• **SOURCE DATA**
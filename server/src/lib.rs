//! Singleshot Server Library
//!
//! A TLS endpoint that accepts exactly one TCP connection, negotiates a
//! secure session with optional mutual authentication, exchanges one
//! request/reply pair and closes the session with close-notify.
//!
//! The session moves strictly forward through
//! `UNBOUND -> LISTENING -> ACCEPTED -> HANDSHAKING -> ESTABLISHED -> CLOSED`,
//! with `FAILED` reachable from every stage before `ESTABLISHED`. Every
//! failure comes back as a typed [`EndpointError`]; nothing here exits the
//! process.
//!
//! # Example
//!
//! ```no_run
//! use singleshot_common::EndpointConfig;
//! use singleshot_server::Endpoint;
//!
//! # fn main() -> anyhow::Result<()> {
//! let report = Endpoint::new(EndpointConfig::default())?.run()?;
//! println!("cipher: {}", report.cipher_suite);
//! # Ok(())
//! # }
//! ```

pub mod endpoint;
pub mod error;
pub mod exchange;
pub mod identity;
pub mod listener;
pub mod negotiator;
pub mod session;
pub mod shutdown;
pub mod verifier;

pub use endpoint::{Endpoint, ListeningEndpoint, SessionReport};
pub use error::{
    CertificateDecodeError, ConfigurationError, EndpointError, ExchangeError, HandshakeError,
    ShutdownError, TransportError,
};
pub use exchange::Exchange;
pub use identity::PeerIdentity;
pub use listener::{RawChannel, TransportListener};
pub use negotiator::TlsContext;
pub use session::{SecureSession, SessionState};
pub use shutdown::CloseOutcome;
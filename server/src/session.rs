use std::{
    fmt,
    io::{self, Read, Write},
    net::{SocketAddr, TcpStream},
    time::Duration,
};

use rustls::{pki_types::CertificateDer, ServerConnection};
use singleshot_common::SessionPolicy;
use uuid::Uuid;

use crate::{
    error::ShutdownError,
    shutdown::{self, CloseOutcome},
};

/// Lifecycle of the single session an endpoint runs. Transitions only move
/// forward; `Failed` and `Closed` are terminal.
#[derive(Debug, Clone, Copy, PartialEq, Eq, Hash)]
pub enum SessionState {
    Unbound,
    Listening,
    Accepted,
    Handshaking,
    Established,
    Failed,
    Closed,
}

impl SessionState {
    pub fn is_terminal(self) -> bool {
        matches!(self, SessionState::Failed | SessionState::Closed)
    }
}

impl fmt::Display for SessionState {
    fn fmt(&self, f: &mut fmt::Formatter<'_>) -> fmt::Result {
        let name = match self {
            SessionState::Unbound => "UNBOUND",
            SessionState::Listening => "LISTENING",
            SessionState::Accepted => "ACCEPTED",
            SessionState::Handshaking => "HANDSHAKING",
            SessionState::Established => "ESTABLISHED",
            SessionState::Failed => "FAILED",
            SessionState::Closed => "CLOSED",
        };
        f.write_str(name)
    }
}

#[derive(Debug)]
struct Transport {
    conn:   ServerConnection,
    stream: TcpStream,
}

/// An established TLS session over the accepted connection.
///
/// The session owns the socket and the rustls connection until
/// [`SecureSession::close`] runs; dropping an open session closes it.
#[derive(Debug)]
pub struct SecureSession {
    id:               Uuid,
    peer_addr:        SocketAddr,
    cipher_suite:     String,
    protocol_version: String,
    policy:           SessionPolicy,
    close_linger:     Duration,
    transport:        Option<Transport>,
    state:            SessionState,
}

impl SecureSession {
    pub(crate) fn established(
        id: Uuid,
        peer_addr: SocketAddr,
        conn: ServerConnection,
        stream: TcpStream,
        policy: SessionPolicy,
        close_linger: Duration,
    ) -> Self {
        let cipher_suite = conn
            .negotiated_cipher_suite()
            .map(|suite| format!("{:?}", suite.suite()))
            .unwrap_or_else(|| "unknown".to_string());
        let protocol_version = conn
            .protocol_version()
            .map(|version| format!("{:?}", version))
            .unwrap_or_else(|| "unknown".to_string());

        Self {
            id,
            peer_addr,
            cipher_suite,
            protocol_version,
            policy,
            close_linger,
            transport: Some(Transport { conn, stream }),
            state: SessionState::Established,
        }
    }

    pub fn id(&self) -> Uuid {
        self.id
    }

    pub fn peer_addr(&self) -> SocketAddr {
        self.peer_addr
    }

    /// Negotiated cipher suite, e.g. `TLS13_AES_256_GCM_SHA384`
    pub fn cipher_suite(&self) -> &str {
        &self.cipher_suite
    }

    pub fn protocol_version(&self) -> &str {
        &self.protocol_version
    }

    pub fn policy(&self) -> &SessionPolicy {
        &self.policy
    }

    pub fn state(&self) -> SessionState {
        self.state
    }

    pub fn is_closed(&self) -> bool {
        self.transport.is_none()
    }

    /// Certificates the peer presented, leaf first
    pub fn peer_certificates(&self) -> Option<&[CertificateDer<'static>]> {
        self.transport
            .as_ref()
            .and_then(|transport| transport.conn.peer_certificates())
    }

    /// Close-notify, then the socket, then the TLS state.
    ///
    /// A failed close-notify is returned as an error but the socket and
    /// connection are released regardless. Calling this again after the
    /// session is closed does nothing.
    pub fn close(&mut self) -> Result<CloseOutcome, ShutdownError> {
        let Some(Transport { mut conn, mut stream }) = self.transport.take() else {
            tracing::debug!("Session {} already closed", self.id);
            return Ok(CloseOutcome::default());
        };

        let outcome = shutdown::close_secure(&mut conn, &mut stream, self.close_linger);
        shutdown::release_transport(stream);
        drop(conn);
        self.state = SessionState::Closed;

        match &outcome {
            Ok(_) => tracing::info!("Session {} closed", self.id),
            Err(e) => tracing::warn!("Session {} closed without close-notify: {}", self.id, e),
        }
        outcome
    }

    fn stream(&mut self) -> io::Result<rustls::Stream<'_, ServerConnection, TcpStream>> {
        let transport = self
            .transport
            .as_mut()
            .ok_or_else(|| io::Error::new(io::ErrorKind::NotConnected, "session is closed"))?;
        Ok(rustls::Stream::new(&mut transport.conn, &mut transport.stream))
    }
}

impl Read for SecureSession {
    fn read(&mut self, buf: &mut [u8]) -> io::Result<usize> {
        self.stream()?.read(buf)
    }
}

impl Write for SecureSession {
    fn write(&mut self, buf: &[u8]) -> io::Result<usize> {
        self.stream()?.write(buf)
    }

    fn flush(&mut self) -> io::Result<()> {
        self.stream()?.flush()
    }
}

impl Drop for SecureSession {
    fn drop(&mut self) {
        if !self.is_closed() {
            let _ = self.close();
        }
    }
}
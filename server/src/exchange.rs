use std::io::{Read, Write};

use singleshot_common::{OversizePolicy, Reply};

use crate::{error::ExchangeError, session::SecureSession};

/// Result of the one request/reply round
#[derive(Debug, Clone, PartialEq, Eq)]
pub struct Exchange {
    pub request:       Vec<u8>,
    /// The request did not fit and was cut to the receive capacity
    pub truncated:     bool,
    pub bytes_written: usize,
}

/// Performs exactly one bounded read followed by one write of the reply.
///
/// The read buffer holds one byte more than the receive capacity so an
/// oversized request can be told apart from one that fills the buffer
/// exactly.
pub fn exchange<S>(
    session: &mut S,
    capacity: usize,
    oversize: OversizePolicy,
    reply: &Reply,
) -> Result<Exchange, ExchangeError>
where
    S: Read + Write,
{
    let mut buf = vec![0u8; capacity.saturating_add(1)];
    let received = session.read(&mut buf).map_err(ExchangeError::from_read)?;
    if received == 0 {
        return Err(ExchangeError::PeerClosed);
    }

    let truncated = received > capacity;
    if truncated {
        match oversize {
            OversizePolicy::Reject => {
                tracing::warn!("Request exceeds {} bytes, rejecting", capacity);
                return Err(ExchangeError::Oversized { capacity });
            }
            OversizePolicy::Truncate => {
                tracing::warn!("Request exceeds {} bytes, truncating", capacity);
            }
        }
    }
    buf.truncate(received.min(capacity));
    tracing::info!(
        "Received {} bytes: '{}'",
        buf.len(),
        String::from_utf8_lossy(&buf)
    );

    let payload = reply.payload(&buf);
    session.write_all(payload).map_err(ExchangeError::from_write)?;
    session.flush().map_err(ExchangeError::from_write)?;
    tracing::debug!("Sent {} byte reply", payload.len());

    let bytes_written = payload.len();
    Ok(Exchange {
        request: buf,
        truncated,
        bytes_written,
    })
}

/// [`exchange`] using the limits fixed in the session's policy
pub fn exchange_session(
    session: &mut SecureSession,
    reply: &Reply,
) -> Result<Exchange, ExchangeError> {
    let policy = *session.policy();
    exchange(session, policy.receive_capacity(), policy.oversize(), reply)
}
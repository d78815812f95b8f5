use std::{net::SocketAddr, sync::atomic::AtomicBool};

use singleshot_common::EndpointConfig;
use uuid::Uuid;

use crate::{
    error::{CertificateDecodeError, EndpointError, ShutdownError, TransportError},
    exchange::{self, Exchange},
    identity::{self, PeerIdentity},
    listener::{RawChannel, TransportListener},
    negotiator::TlsContext,
    session::SessionState,
    shutdown::CloseOutcome,
};

type Observer = Box<dyn FnMut(SessionState) + Send>;

/// Everything observable about one completed session
#[derive(Debug)]
pub struct SessionReport {
    pub session_id:       Uuid,
    pub peer_addr:        SocketAddr,
    pub cipher_suite:     String,
    pub protocol_version: String,
    pub peer_identity:    Result<Option<PeerIdentity>, CertificateDecodeError>,
    pub exchange:         Exchange,
    pub close:            Result<CloseOutcome, ShutdownError>,
}

/// A single-connection TLS endpoint in the `UNBOUND` state.
///
/// Credentials are loaded and the TLS context is built when the endpoint is
/// created, so configuration defects surface before any socket exists.
pub struct Endpoint {
    config:   EndpointConfig,
    context:  TlsContext,
    observer: Option<Observer>,
}

impl Endpoint {
    pub fn new(config: EndpointConfig) -> Result<Self, EndpointError> {
        let context = TlsContext::from_config(&config)?;
        Ok(Self::with_context(config, context))
    }

    /// Uses a prepared TLS context instead of loading from the config paths
    pub fn with_context(config: EndpointConfig, context: TlsContext) -> Self {
        let context = context.with_close_linger(config.close_linger());
        Self {
            config,
            context,
            observer: None,
        }
    }

    /// Called with every state the session enters
    pub fn on_transition(mut self, observer: impl FnMut(SessionState) + Send + 'static) -> Self {
        self.observer = Some(Box::new(observer));
        self
    }

    pub fn config(&self) -> &EndpointConfig {
        &self.config
    }

    /// `UNBOUND -> LISTENING`
    pub fn bind(mut self) -> Result<ListeningEndpoint, EndpointError> {
        let listener = match TransportListener::bind(self.config.socket_addr()) {
            Ok(listener) => listener,
            Err(e) => {
                notify(&mut self.observer, SessionState::Failed);
                return Err(e.into());
            }
        };
        notify(&mut self.observer, SessionState::Listening);

        Ok(ListeningEndpoint {
            config: self.config,
            context: self.context,
            observer: self.observer,
            listener,
        })
    }

    /// Binds, serves one session and closes it
    pub fn run(self) -> Result<SessionReport, EndpointError> {
        self.bind()?.serve()
    }
}

/// An endpoint whose listener is bound and waiting for its one connection
pub struct ListeningEndpoint {
    config:   EndpointConfig,
    context:  TlsContext,
    observer: Option<Observer>,
    listener: TransportListener,
}

impl ListeningEndpoint {
    pub fn local_addr(&self) -> SocketAddr {
        self.listener.local_addr()
    }

    /// Accepts one connection (blocking) and runs the session on it
    pub fn serve(self) -> Result<SessionReport, EndpointError> {
        let timeout = self.config.accept_timeout();
        match timeout {
            Some(_) => self.serve_until(&AtomicBool::new(true)),
            None => {
                let Self {
                    config,
                    context,
                    mut observer,
                    listener,
                } = self;
                let accepted = listener.accept();
                run_session(&config, &context, &mut observer, accepted)
            }
        }
    }

    /// Like [`ListeningEndpoint::serve`], but stops waiting for a connection
    /// once `running` is cleared or the accept timeout passes
    pub fn serve_until(self, running: &AtomicBool) -> Result<SessionReport, EndpointError> {
        let Self {
            config,
            context,
            mut observer,
            listener,
        } = self;
        let accepted = listener.accept_until(running, config.accept_timeout());
        run_session(&config, &context, &mut observer, accepted)
    }
}

fn notify(observer: &mut Option<Observer>, state: SessionState) {
    tracing::debug!("Session state: {}", state);
    if let Some(observer) = observer.as_mut() {
        observer(state);
    }
}

fn run_session(
    config: &EndpointConfig,
    context: &TlsContext,
    observer: &mut Option<Observer>,
    accepted: Result<RawChannel, TransportError>,
) -> Result<SessionReport, EndpointError> {
    // LISTENING -> ACCEPTED
    let channel = match accepted {
        Ok(channel) => channel,
        Err(e) => {
            notify(observer, SessionState::Failed);
            return Err(e.into());
        }
    };
    notify(observer, SessionState::Accepted);

    let session_id = Uuid::new_v4();
    let span = tracing::info_span!("session", id = %session_id, peer = %channel.peer_addr());
    let _entered = span.enter();

    if let Err(e) = channel.set_io_timeout(config.io_timeout()) {
        channel.release();
        notify(observer, SessionState::Failed);
        return Err(e.into());
    }

    // ACCEPTED -> HANDSHAKING -> ESTABLISHED
    notify(observer, SessionState::Handshaking);
    let mut session = match context.negotiate(channel, session_id) {
        Ok(session) => session,
        Err(e) => {
            notify(observer, SessionState::Failed);
            return Err(e.into());
        }
    };
    notify(observer, SessionState::Established);

    let peer_identity = identity::extract(&session);
    if let Err(e) = &peer_identity {
        tracing::warn!("Could not decode peer certificate: {}", e);
    }

    let exchanged = exchange::exchange_session(&mut session, &config.reply);

    // ESTABLISHED -> CLOSED, whatever the exchange did
    let close = session.close();
    notify(observer, SessionState::Closed);

    match exchanged {
        Ok(exchange) => Ok(SessionReport {
            session_id,
            peer_addr: session.peer_addr(),
            cipher_suite: session.cipher_suite().to_string(),
            protocol_version: session.protocol_version().to_string(),
            peer_identity,
            exchange,
            close,
        }),
        Err(e) => {
            tracing::error!("Data exchange failed: {}", e);
            Err(e.into())
        }
    }
}
use anyhow::Result;
use singleshot_client::{ClientConfig, SecureClient, DEFAULT_PORT};

fn main() -> Result<()> {
    let addr = format!("127.0.0.1:{DEFAULT_PORT}");
    let client = SecureClient::new(ClientConfig::new())?;

    let mut connection = client.connect(addr.as_str())?;
    println!(
        "Connected to {} using {}",
        connection.peer_addr(),
        connection.cipher_suite().unwrap_or_else(|| "unknown".into())
    );

    connection.send(b"Hello, server")?;
    let reply = connection.read_reply()?;
    println!("Server replied: {}", String::from_utf8_lossy(&reply));

    connection.close()?;
    Ok(())
}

• **ASSIGNED TASK**
Once you find the line with "impl Drop for" in the entries above, output it and each line after it up to and including the line with "pub struct Exchange", and nothing else.

• **THE ANSWER**
impl Drop for SecureSession {
    fn drop(&mut self) {
        if !self.is_closed() {
            let _ = self.close();
        }
    }
}
filename server/src/exchange.rs
use std::io::{Read, Write};

use singleshot_common::{OversizePolicy, Reply};

use crate::{error::ExchangeError, session::SecureSession};

/// Result of the one request/reply round
#[derive(Debug, Clone, PartialEq, Eq)]
pub struct Exchange {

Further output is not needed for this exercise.